19 Aralık 2020
Geçtiğimiz on yılda Türkiye feminizmini dönüştüren belli başlı yerel ve ulusaşırı dinamikler var. Bu dinamiklerin yansımalarından bazılarını şöyle sıralayabiliriz: (a.) devlete ve kurumlara şüpheci yaklaşım ve sivil toplumculuk mantığından uzaklaşma, (b.) sosyal medya üzerinden örgütlenme ve kampanyalar yürütme, (c.) diğer -erkek egemen- sosyal hareketlere sızma ve (d.) farklı kadın grupları arasında hem hak kayıplarına direnen hem de yaşam biçimlerine müdahaleye karşı çıkan koalisyonlar kurma. Benzer yansımaların izini dünyanın başka yerlerindeki feminizmlerde ve #BenDe, Bir Kişi Daha Eksilmeyeceğiz, Las Tesis ve Uluslararası Kadın Grevi gibi güncel ulus-aşırı kampanyalarda sürmek mümkün.
Bu yazıda yukarıda bahsettiğim sürecin etkilerini “sistem dışı feminizm” açısından tartışmak istiyorum. Türkiye’de feminizm tartışmalarında geçmişte yaygın olarak kullanılan ve özellikle geç 1980’ler ve erken 1990’lar dönemini niteleyen; ancak zaman içinde cazibesini yitiren “sistem dışı”nın, feminist hareketin benimsediği gündemleri, örgütlenme biçimlerini ve siyaset stratejilerini saptamak ve yorumlamak açısından kullanışlı bir kavram olduğunu ve güncelliğini koruduğunu öne süreceğim.
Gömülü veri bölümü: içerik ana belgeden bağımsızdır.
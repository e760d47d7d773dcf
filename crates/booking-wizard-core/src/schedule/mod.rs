//! Week schedule generation.
//!
//! Pipeline: reference date → Monday of its week → Mon..Fri → slot labels
//! from opening to closing → availability policy.

mod availability;
mod locale;
mod navigation;

pub use availability::*;
pub use locale::*;
pub use navigation::*;

use chrono::{Datelike, Duration, NaiveDate, NaiveTime};
use tracing::debug;

use crate::config::ScheduleConfig;
use crate::models::{DaySchedule, TimeSlot};

/// Days shown per week (Monday to Friday).
pub const DAYS_PER_WEEK: usize = 5;

/// Monday of the week containing `date`. Sunday belongs to the week before.
pub fn monday_of(date: NaiveDate) -> NaiveDate {
    date - Duration::days(date.weekday().num_days_from_monday() as i64)
}

/// Builds the business-week view.
pub struct ScheduleGenerator {
    config: ScheduleConfig,
    policy: Box<dyn AvailabilityPolicy>,
}

impl ScheduleGenerator {
    /// Create a generator with an explicit availability policy.
    pub fn new(config: ScheduleConfig, policy: Box<dyn AvailabilityPolicy>) -> Self {
        Self { config, policy }
    }

    /// Generator with the simulated, entropy-seeded policy.
    pub fn simulated(config: ScheduleConfig) -> Self {
        let policy = SimulatedAvailability::from_entropy(&config);
        Self::new(config, Box::new(policy))
    }

    pub fn config(&self) -> &ScheduleConfig {
        &self.config
    }

    /// Slot start times for one day, opening and closing inclusive.
    pub fn slot_times(&self) -> Vec<NaiveTime> {
        let step = Duration::minutes(self.config.slot_minutes.max(1) as i64);
        let mut times = Vec::with_capacity(self.config.slots_per_day());
        let mut current = self.config.opening;

        while current <= self.config.closing {
            times.push(current);
            let (next, wrapped) = current.overflowing_add_signed(step);
            if wrapped != 0 || next <= current {
                break;
            }
            current = next;
        }

        times
    }

    /// Schedule for a single day. Availability is drawn anew on each call.
    pub fn day(&mut self, date: NaiveDate) -> DaySchedule {
        let slots = self
            .slot_times()
            .into_iter()
            .map(|start| TimeSlot::new(start, self.policy.is_available(date, start)))
            .collect();

        DaySchedule {
            date,
            day_name: weekday_name(date).to_string(),
            day_number: date.day(),
            month: month_name(date).to_string(),
            slots,
        }
    }

    /// Monday-to-Friday schedule of the week containing `reference`.
    pub fn week(&mut self, reference: NaiveDate) -> Vec<DaySchedule> {
        let monday = monday_of(reference);
        let days: Vec<DaySchedule> = (0..DAYS_PER_WEEK as i64)
            .map(|offset| self.day(monday + Duration::days(offset)))
            .collect();

        debug!(
            "Generated week of {} with {} available slots",
            monday,
            days.iter().map(DaySchedule::available_count).sum::<usize>()
        );
        days
    }
}
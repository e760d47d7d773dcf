//! Week schedule models.

use chrono::{NaiveDate, NaiveTime};
use serde::{Deserialize, Serialize};

/// Format used for slot labels.
pub const SLOT_LABEL_FORMAT: &str = "%H:%M";

/// A bookable start time on a given day.
#[derive(Debug, Clone, Serialize, Deserialize, PartialEq)]
pub struct TimeSlot {
    /// Start time label ("HH:MM")
    pub time: String,
    /// Whether the slot can be picked
    pub available: bool,
}

impl TimeSlot {
    /// Create a slot from a time of day.
    pub fn new(start: NaiveTime, available: bool) -> Self {
        Self {
            time: start.format(SLOT_LABEL_FORMAT).to_string(),
            available,
        }
    }

    /// Parse the label back into a time of day.
    pub fn start_time(&self) -> Option<NaiveTime> {
        NaiveTime::parse_from_str(&self.time, SLOT_LABEL_FORMAT).ok()
    }
}

/// One column of the week view.
#[derive(Debug, Clone, Serialize, Deserialize, PartialEq)]
pub struct DaySchedule {
    /// Calendar date
    pub date: NaiveDate,
    /// Localized weekday name (e.g., "Lundi")
    pub day_name: String,
    /// Day of month
    pub day_number: u32,
    /// Localized short month name (e.g., "Oct.")
    pub month: String,
    /// Slots in chronological order
    pub slots: Vec<TimeSlot>,
}

impl DaySchedule {
    /// Look up a slot by its label.
    pub fn slot(&self, time: &str) -> Option<&TimeSlot> {
        self.slots.iter().find(|slot| slot.time == time)
    }

    /// Check whether the given label exists and is available.
    pub fn is_slot_available(&self, time: &str) -> bool {
        self.slot(time).map(|slot| slot.available).unwrap_or(false)
    }

    /// Number of available slots ("Aucune disponibilité" when zero).
    pub fn available_count(&self) -> usize {
        self.slots.iter().filter(|slot| slot.available).count()
    }

    /// Labels of the available slots.
    pub fn available_times(&self) -> Vec<&str> {
        self.slots
            .iter()
            .filter(|slot| slot.available)
            .map(|slot| slot.time.as_str())
            .collect()
    }

    /// Mark every slot of the day unavailable.
    pub fn close(&mut self) {
        for slot in &mut self.slots {
            slot.available = false;
        }
    }
}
Feminizmleri sınıflandırma meselesi
“Sistem dışı feminizmi yeniden gündemleştirme fikri nereden esti?” sorusu ile başlayayım. “Feminizm nedir, nasıl tanımlanır, gündemi neye göre belirlenir, öznesi kimdir, kimlere feminist denir, kimlere denmez, nasıl örgütlenir?” gibi sorularla ilgilenen biriyim. Bir süredir de özel olarak feminizmleri sınıflandırma konusunu mesele ettim. Bu, Türkiye’de feminist hareket ve kadın hareketi üzerine yapılan çalışmalarda saptadığım bazı baskın eğilimlerden kaynaklanıyor. Bu eğilimlerden bir tanesi, kadın hareketinin ülke çapında öne çıkan siyasi aidiyetler baz alınarak sınıflandırılması. Örneğin kadın çalışmaları alanında yazılmış bir yüksek lisans tezini açtığınızda içinde “Kemalist kadınlar,” “İslamcı kadınlar,” “Kürt kadınlar,” feministler” diye sınıflandırılmış bir kadın hareketine rastlamanız muhtemeldir. Kadın hareketinin “vegan,” “kuir,” “anarşist” diye sınıflandırıldığını görmeyiz; zira bunlar ulusal seviyede kategoriler değillerdir; olsa olsa tekil çalışmalara konu olurlar. Benzer bir sınıflandırma pratiğini feminist hareketin dönemselleştirilmesinde, dalgalar metaforunun kullanımında görürüz: Geç Osmanlı ve Erken Cumhuriyet dönemi Birinci Dalga, 1980’ler itibariyle İkinci Dalga; şimdilerde ise üçüncü hatta dördüncü dalgalardan bahsediyoruz. Bu dalgalar arasındaki kesişimler, örtüşmeler, iç içe geçmeler akademik çalışmalarda pek öne çıkmaz. Sosyalist kadınların ve örgütlü kadın işçi hareketlerinin de bu dalgaların bir parçası olarak görülmediğini teslim edelim.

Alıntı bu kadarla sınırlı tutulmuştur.